Jesus spoke to them again in parables, saying: “The kingdom of heaven is like a king who prepared a wedding banquet for his son. He sent his servants to those who had been invited to the banquet to tell them to come, but they refused to come.

“Then he sent some more servants and said, ‘Tell those who have been invited that I have prepared my dinner: My oxen and fattened cattle have been butchered, and everything is ready. Come to the wedding banquet.’

“But they paid no attention and went off—one to his field, another to his business. The rest seized his servants, mistreated them and killed them. The king was enraged. He sent his army and destroyed those murderers and burned their city.

“Then he said to his servants, ‘The wedding banquet is ready, but those I invited did not deserve to come. So go to the street corners and invite to the banquet anyone you find.’ So the servants went out into the streets and gathered all the people they could find, the bad as well as the good, and the wedding hall was filled with guests.

“But when the king came in to see the guests, he noticed a man there who was not wearing wedding clothes. He asked, ‘How did you get in here without wedding clothes, friend?’ The man was speechless.

“Then the king told the attendants, ‘Tie him hand and foot, and throw him outside, into the darkness, where there will be weeping and gnashing of teeth.’

“For many are invited, but few are chosen.”

This is the word of God for all people. Thanks be to God.

Message — 

How many of you find this parable disturbing? Me too. So why don't we just skip it? Because we are not the kind of people who run away from hard things, that's why. This is our holy text, handed down to us by our ancestors through the guidance of the Holy Spirit. We may not like everything we read in it, and we for sure don't understand everything we read in here. I don't. But we take it seriously, and we work harder on the parts that make us the most uncomfortable. There is nothing to be afraid of here. 

Now you already know that interpretation is work. We do our best with what we know and we trust the Spirit to guide us. And we know that we are not going to all come to the same conclusions. Some people who are really smart and really love Jesus are going to totally disagree with what I tell you this morning. You may be one of those people. That's OK. The most honest biblical interpretation should always begin with the phrase "I think" and end with the word "probably" because until we get to Heaven, we won't know for sure. At the end of the day, all we have is our trust in who Jesus Christ is for us today. So, with that being said, let me tell you what I think this parable means, probably.

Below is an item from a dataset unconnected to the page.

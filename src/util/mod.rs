//! Shared utilities.

pub mod process;

pub use process::{CommandOutput, CommandRunner, HostRunner, find_binary};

The first thing that we have to know is that everything starts with a party. The king is giving a wedding banquet for his son. Through the Old Testament, the gospels and Revelation, big parties are one of the most popular images for God's Kingdom. When God makes all things, it's going to be a rave with the most amazing food and wine and music and friends and family and dancing and games and storytelling and laughing. (Or, if you're an introvert, a space to talk quietly to your dog.) Try to remember the best party you've been to. That's what the kingdom of God is like, a big fat wedding party, where Jesus is the groom and the gathered people of God are the bride.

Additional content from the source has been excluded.